Оказалось, что ее завербовал, почти перед самым концом войны, ACT, о котором уже упоминалось, как радио-телеграфистку, и обучал ее этому искусству. Пуцци, зная, что она будет служить в контр-разведке, приписала себе сразу все качества и особенности Мата Хари. Благодаря глупости и болтливости, а также любезным соседям, которым она, делая таинственные глаза, рассказала, где она провела последние три месяца перед капитуляцией, — она была арестована и попала к нам. Тоже один из примеров «кригсфербрехерства» и силы доносов.

* * *

Ночь была ясной и морозной. Небо испещрено звездами, которые казались необычно яркими и большими. К девяти часам к нам по блокам пришли «киперы» и вывели к заборам. Мы видели только два встречных мужских блока «В» и «С».

Здание Эф-Эс-Эс не отбрасывало бликов света на сугробы снега. Посередине аллеи, где когда-то была клумба, с винтовками в руках, на всякий случай, стояло человек двадцать солдат. Со всех вышек, беспокойно, как бы ощупывая, блуждали лучи громадных рефлекторов,

Наступила странная тишина. Казалось, что все три тысячи людей перестали дышать. Стоя перед самыми воротами, фрау Йобст высоко подняла елку, на которой зажгла последние три свечи, которые мы имели после вечеров Адвента. Во всех блоках, как по сигналу, тоже поднялись елки с зажженными свечами. Женщины начали петь…

Я не знала этой песни, но звуки и слова пронизывали мое сердце нестерпимой болью. Я не могла оторвать взгляд от трех малюсеньких огоньков нашей елки, которые хотел задуть легкий, но упорный ветер.

Англичане-солдаты, как по команде, вдруг стали смирно, бросив папиросы и затушив их в снегу. Кончилось наше пение, и запел блок напротив. Следующий. Следующий. Уходя вдаль, все глуше и тем таинственнее, мистичнее и торжественнее звучало пение незнакомых мне, православной, хоралов и молитв. Тихо, закрыв лицо руками, плакали все мои сосиделицы. То вспыхивая, то почти совсем исчезая, горели огоньки свечей. Отзвучал и последний, восьмой хорал…

Все стояли молча, не расходясь.

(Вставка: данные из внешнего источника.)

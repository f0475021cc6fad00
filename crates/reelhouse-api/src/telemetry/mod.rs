//! Tracing subscriber setup

use tracing_subscriber::{layer::SubscriberExt, util::SubscriberInitExt, EnvFilter};

/// Initialize tracing. `LOG_FORMAT=json` switches to JSON lines.
pub fn init_telemetry(json: bool) -> Result<(), Box<dyn std::error::Error + Send + Sync>> {
    let json_layer = json.then(|| tracing_subscriber::fmt::layer().json());
    let console_layer = (!json).then(tracing_subscriber::fmt::layer);

    tracing_subscriber::registry()
        .with(
            EnvFilter::try_from_default_env()
                .unwrap_or_else(|_| "reelhouse=debug,tower_http=debug".into()),
        )
        .with(json_layer)
        .with(console_layer)
        .try_init()?;

    tracing::info!(json, "Tracing initialized");
    Ok(())
}

pub fn json_requested() -> bool {
    std::env::var("LOG_FORMAT")
        .map(|v| v.eq_ignore_ascii_case("json"))
        .unwrap_or(false)
}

Как зачарованные, стояли и англичане, пока не вошел в лагерь какой-то офицер и не дал команду: — Разойтись!

Я не знала, что почти у всех нас была одна и та же мысль, странное суеверие: мы все следили за огоньками свечей, загадывая, что, если они не потухнут — мы живыми выйдем на свободу. Когда фрау Йобст торжественно внесла елку в коридор, и на ней весело и ярко вспыхнули язычки пламени огарков, каждая из нас облегченно вздохнула.

Увы! Не всем было суждено убедиться в правдивости этого суеверного гадания…

Утром, в первый день Рождества, блоки обходили англичане с корзинами, в сопровождении д-ра Брушек, и разносили передачи — подарки. Мы получили от мужчин самые неожиданные изделия из ручек зубных щеток, колючей проволоки, консервных банок. Все делалось при помощи вилок, наостренных на камне ложек, гвоздей, пилочек для ногтей. От майора я получила брошечку, которую храню и сегодня — венчик из колючей проволоки на фоне малюсенького значка РОА. От Хуберта М. и капитана Бауэра — мундштук, о котором я уже писала.